Prompt -
Please print each record that follows precisely as it appears.

Data to process -
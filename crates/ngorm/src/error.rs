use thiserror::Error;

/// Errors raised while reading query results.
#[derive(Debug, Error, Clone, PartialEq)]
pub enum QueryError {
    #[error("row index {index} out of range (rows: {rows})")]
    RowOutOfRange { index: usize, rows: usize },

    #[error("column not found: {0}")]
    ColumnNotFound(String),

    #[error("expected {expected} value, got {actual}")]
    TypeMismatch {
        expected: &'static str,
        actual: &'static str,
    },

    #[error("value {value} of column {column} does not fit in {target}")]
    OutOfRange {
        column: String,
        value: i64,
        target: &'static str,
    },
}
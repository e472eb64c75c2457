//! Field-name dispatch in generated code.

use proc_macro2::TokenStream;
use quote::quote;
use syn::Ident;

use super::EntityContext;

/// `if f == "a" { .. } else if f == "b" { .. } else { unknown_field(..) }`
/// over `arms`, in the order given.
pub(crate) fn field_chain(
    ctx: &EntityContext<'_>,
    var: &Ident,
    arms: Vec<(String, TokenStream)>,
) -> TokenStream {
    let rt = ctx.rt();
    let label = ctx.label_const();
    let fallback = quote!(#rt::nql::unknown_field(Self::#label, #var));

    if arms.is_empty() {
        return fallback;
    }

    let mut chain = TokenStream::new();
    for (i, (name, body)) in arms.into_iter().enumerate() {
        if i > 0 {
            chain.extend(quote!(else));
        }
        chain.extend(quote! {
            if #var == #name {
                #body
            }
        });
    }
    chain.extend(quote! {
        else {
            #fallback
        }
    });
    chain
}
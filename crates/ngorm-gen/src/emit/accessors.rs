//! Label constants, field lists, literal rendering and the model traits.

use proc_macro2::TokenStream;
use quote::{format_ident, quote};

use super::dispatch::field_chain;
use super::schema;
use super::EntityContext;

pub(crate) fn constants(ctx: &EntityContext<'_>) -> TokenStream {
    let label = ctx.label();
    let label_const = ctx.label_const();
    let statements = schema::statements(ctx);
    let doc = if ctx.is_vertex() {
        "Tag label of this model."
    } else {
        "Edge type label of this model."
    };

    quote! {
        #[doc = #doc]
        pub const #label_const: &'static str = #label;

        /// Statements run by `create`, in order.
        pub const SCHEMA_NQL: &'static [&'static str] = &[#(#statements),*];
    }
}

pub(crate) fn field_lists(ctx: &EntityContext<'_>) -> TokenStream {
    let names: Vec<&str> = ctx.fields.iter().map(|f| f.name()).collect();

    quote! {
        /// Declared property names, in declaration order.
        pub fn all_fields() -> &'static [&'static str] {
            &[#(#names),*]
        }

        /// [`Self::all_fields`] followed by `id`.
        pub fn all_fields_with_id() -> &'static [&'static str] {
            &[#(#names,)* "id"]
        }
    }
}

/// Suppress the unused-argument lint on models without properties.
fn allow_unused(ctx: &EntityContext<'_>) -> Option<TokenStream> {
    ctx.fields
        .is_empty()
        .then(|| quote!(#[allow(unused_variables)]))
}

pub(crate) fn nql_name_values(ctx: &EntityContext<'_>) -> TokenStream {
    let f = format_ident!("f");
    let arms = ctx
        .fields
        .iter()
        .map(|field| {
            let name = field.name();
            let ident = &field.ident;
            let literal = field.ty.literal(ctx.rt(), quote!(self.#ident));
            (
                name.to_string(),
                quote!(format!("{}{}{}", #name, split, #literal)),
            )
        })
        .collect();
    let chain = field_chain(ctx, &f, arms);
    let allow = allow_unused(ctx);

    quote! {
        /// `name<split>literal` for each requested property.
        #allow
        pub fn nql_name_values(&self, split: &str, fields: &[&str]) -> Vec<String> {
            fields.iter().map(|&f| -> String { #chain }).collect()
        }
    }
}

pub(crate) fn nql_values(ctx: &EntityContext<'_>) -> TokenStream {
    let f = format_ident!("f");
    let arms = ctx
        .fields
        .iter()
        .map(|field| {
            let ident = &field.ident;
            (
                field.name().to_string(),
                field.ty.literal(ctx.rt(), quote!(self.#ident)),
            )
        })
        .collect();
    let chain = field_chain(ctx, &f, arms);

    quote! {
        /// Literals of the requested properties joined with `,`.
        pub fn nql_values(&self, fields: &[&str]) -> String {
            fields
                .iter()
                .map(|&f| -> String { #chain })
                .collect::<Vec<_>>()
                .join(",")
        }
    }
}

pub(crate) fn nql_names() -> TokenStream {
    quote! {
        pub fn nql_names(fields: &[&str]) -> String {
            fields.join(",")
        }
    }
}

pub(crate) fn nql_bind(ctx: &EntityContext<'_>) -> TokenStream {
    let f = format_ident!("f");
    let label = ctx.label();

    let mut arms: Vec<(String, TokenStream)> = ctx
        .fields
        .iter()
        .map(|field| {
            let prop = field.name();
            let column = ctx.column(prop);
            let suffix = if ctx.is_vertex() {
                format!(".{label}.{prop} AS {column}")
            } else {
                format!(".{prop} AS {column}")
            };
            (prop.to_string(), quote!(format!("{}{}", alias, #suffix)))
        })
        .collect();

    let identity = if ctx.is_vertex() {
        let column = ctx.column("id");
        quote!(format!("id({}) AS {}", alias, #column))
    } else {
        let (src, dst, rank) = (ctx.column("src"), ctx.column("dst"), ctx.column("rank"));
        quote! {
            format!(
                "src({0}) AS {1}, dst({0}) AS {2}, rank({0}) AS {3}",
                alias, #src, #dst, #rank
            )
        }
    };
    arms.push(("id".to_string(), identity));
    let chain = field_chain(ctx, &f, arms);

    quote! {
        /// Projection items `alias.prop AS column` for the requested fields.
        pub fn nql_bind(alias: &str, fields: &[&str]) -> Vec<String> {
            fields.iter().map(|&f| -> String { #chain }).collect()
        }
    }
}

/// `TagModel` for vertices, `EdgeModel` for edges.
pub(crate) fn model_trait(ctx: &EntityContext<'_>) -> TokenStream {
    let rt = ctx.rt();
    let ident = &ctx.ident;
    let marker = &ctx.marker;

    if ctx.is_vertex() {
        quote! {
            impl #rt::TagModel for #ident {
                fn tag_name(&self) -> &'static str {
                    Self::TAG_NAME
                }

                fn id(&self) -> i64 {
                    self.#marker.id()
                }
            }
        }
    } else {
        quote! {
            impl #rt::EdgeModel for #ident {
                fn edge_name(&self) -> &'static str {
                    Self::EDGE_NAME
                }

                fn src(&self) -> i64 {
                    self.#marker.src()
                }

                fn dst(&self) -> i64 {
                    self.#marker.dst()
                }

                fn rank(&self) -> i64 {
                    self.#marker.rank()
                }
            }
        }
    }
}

Response box -
filename crates/ngorm/src/error.rs
use thiserror::Error;

/// Errors raised while reading query results.
#[derive(Debug, Error, Clone, PartialEq)]
pub enum QueryError {
    #[error("row index {index} out of range (rows: {rows})")]
    RowOutOfRange { index: usize, rows: usize },

    #[error("column not found: {0}")]
    ColumnNotFound(String),

    #[error("expected {expected} value, got {actual}")]
    TypeMismatch {
        expected: &'static str,
        actual: &'static str,
    },

    #[error("value {value} of column {column} does not fit in {target}")]
    OutOfRange {
        column: String,
        value: i64,
        target: &'static str,
    },
}
repository e472eb64c75c2457
//! Field-name dispatch in generated code.

use proc_macro2::TokenStream;
use quote::quote;
use syn::Ident;

use super::EntityContext;

/// `if f == "a" { .. } else if f == "b" { .. } else { unknown_field(..) }`
/// over `arms`, in the order given.
pub(crate) fn field_chain(
    ctx: &EntityContext<'_>,
    var: &Ident,
    arms: Vec<(String, TokenStream)>,
) -> TokenStream {
    let rt = ctx.rt();
    let label = ctx.label_const();
    let fallback = quote!(#rt::nql::unknown_field(Self::#label, #var));

    if arms.is_empty() {
        return fallback;
    }

    let mut chain = TokenStream::new();
    for (i, (name, body)) in arms.into_iter().enumerate() {
        if i > 0 {
            chain.extend(quote!(else));
        }
        chain.extend(quote! {
            if #var == #name {
                #body
            }
        });
    }
    chain.extend(quote! {
        else {
            #fallback
        }
    });
    chain
}
filename crates/ngorm-gen/src/emit/accessors.rs
//! Label constants, field lists, literal rendering and the model traits.

use proc_macro2::TokenStream;
use quote::{format_ident, quote};

use super::dispatch::field_chain;
use super::schema;
use super::EntityContext;

pub(crate) fn constants(ctx: &EntityContext<'_>) -> TokenStream {
    let label = ctx.label();
    let label_const = ctx.label_const();
    let statements = schema::statements(ctx);
    let doc = if ctx.is_vertex() {
        "Tag label of this model."
    } else {
        "Edge type label of this model."
    };

    quote! {
        #[doc = #doc]
        pub const #label_const: &'static str = #label;

        /// Statements run by `create`, in order.
        pub const SCHEMA_NQL: &'static [&'static str] = &[#(#statements),*];
    }
}

pub(crate) fn field_lists(ctx: &EntityContext<'_>) -> TokenStream {
    let names: Vec<&str> = ctx.fields.iter().map(|f| f.name()).collect();

    quote! {
        /// Declared property names, in declaration order.
        pub fn all_fields() -> &'static [&'static str] {
            &[#(#names),*]
        }

        /// [`Self::all_fields`] followed by `id`.
        pub fn all_fields_with_id() -> &'static [&'static str] {
            &[#(#names,)* "id"]
        }
    }
}

/// Suppress the unused-argument lint on models without properties.
fn allow_unused(ctx: &EntityContext<'_>) -> Option<TokenStream> {
    ctx.fields
        .is_empty()
        .then(|| quote!(#[allow(unused_variables)]))
}

pub(crate) fn nql_name_values(ctx: &EntityContext<'_>) -> TokenStream {
    let f = format_ident!("f");
    let arms = ctx
        .fields
        .iter()
        .map(|field| {
            let name = field.name();
            let ident = &field.ident;
            let literal = field.ty.literal(ctx.rt(), quote!(self.#ident));
            (
                name.to_string(),
                quote!(format!("{}{}{}", #name, split, #literal)),
            )
        })
        .collect();
    let chain = field_chain(ctx, &f, arms);
    let allow = allow_unused(ctx);

    quote! {
        /// `name<split>literal` for each requested property.
        #allow
        pub fn nql_name_values(&self, split: &str, fields: &[&str]) -> Vec<String> {
            fields.iter().map(|&f| -> String { #chain }).collect()
        }
    }
}

pub(crate) fn nql_values(ctx: &EntityContext<'_>) -> TokenStream {
    let f = format_ident!("f");
    let arms = ctx
        .fields
        .iter()
        .map(|field| {
            let ident = &field.ident;
            (
                field.name().to_string(),
                field.ty.literal(ctx.rt(), quote!(self.#ident)),
            )
        })
        .collect();
    let chain = field_chain(ctx, &f, arms);

    quote! {
        /// Literals of the requested properties joined with `,`.
        pub fn nql_values(&self, fields: &[&str]) -> String {
            fields
                .iter()
                .map(|&f| -> String { #chain })
                .collect::<Vec<_>>()
                .join(",")
        }
    }
}

pub(crate) fn nql_names() -> TokenStream {
    quote! {
        pub fn nql_names(fields: &[&str]) -> String {
            fields.join(",")
        }
    }
}

pub(crate) fn nql_bind(ctx: &EntityContext<'_>) -> TokenStream {
    let f = format_ident!("f");
    let label = ctx.label();

    let mut arms: Vec<(String, TokenStream)> = ctx
        .fields
        .iter()
        .map(|field| {
            let prop = field.name();
            let column = ctx.column(prop);
            let suffix = if ctx.is_vertex() {
                format!(".{label}.{prop} AS {column}")
            } else {
                format!(".{prop} AS {column}")
            };
            (prop.to_string(), quote!(format!("{}{}", alias, #suffix)))
        })
        .collect();

    let identity = if ctx.is_vertex() {
        let column = ctx.column("id");
        quote!(format!("id({}) AS {}", alias, #column))
    } else {
        let (src, dst, rank) = (ctx.column("src"), ctx.column("dst"), ctx.column("rank"));
        quote! {
            format!(
                "src({0}) AS {1}, dst({0}) AS {2}, rank({0}) AS {3}",
                alias, #src, #dst, #rank
            )
        }
    };
    arms.push(("id".to_string(), identity));
    let chain = field_chain(ctx, &f, arms);

    quote! {
        /// Projection items `alias.prop AS column` for the requested fields.
        pub fn nql_bind(alias: &str, fields: &[&str]) -> Vec<String> {
            fields.iter().map(|&f| -> String { #chain }).collect()
        }
    }
}

/// `TagModel` for vertices, `EdgeModel` for edges.
pub(crate) fn model_trait(ctx: &EntityContext<'_>) -> TokenStream {
    let rt = ctx.rt();
    let ident = &ctx.ident;
    let marker = &ctx.marker;

    if ctx.is_vertex() {
        quote! {
            impl #rt::TagModel for #ident {
                fn tag_name(&self) -> &'static str {
                    Self::TAG_NAME
                }

                fn id(&self) -> i64 {
                    self.#marker.id()
                }
            }
        }
    } else {
        quote! {
            impl #rt::EdgeModel for #ident {
                fn edge_name(&self) -> &'static str {
                    Self::EDGE_NAME
                }

                fn src(&self) -> i64 {
                    self.#marker.src()
                }

                fn dst(&self) -> i64 {
                    self.#marker.dst()
                }

                fn rank(&self) -> i64 {
                    self.#marker.rank()
                }
            }
        }
    }
}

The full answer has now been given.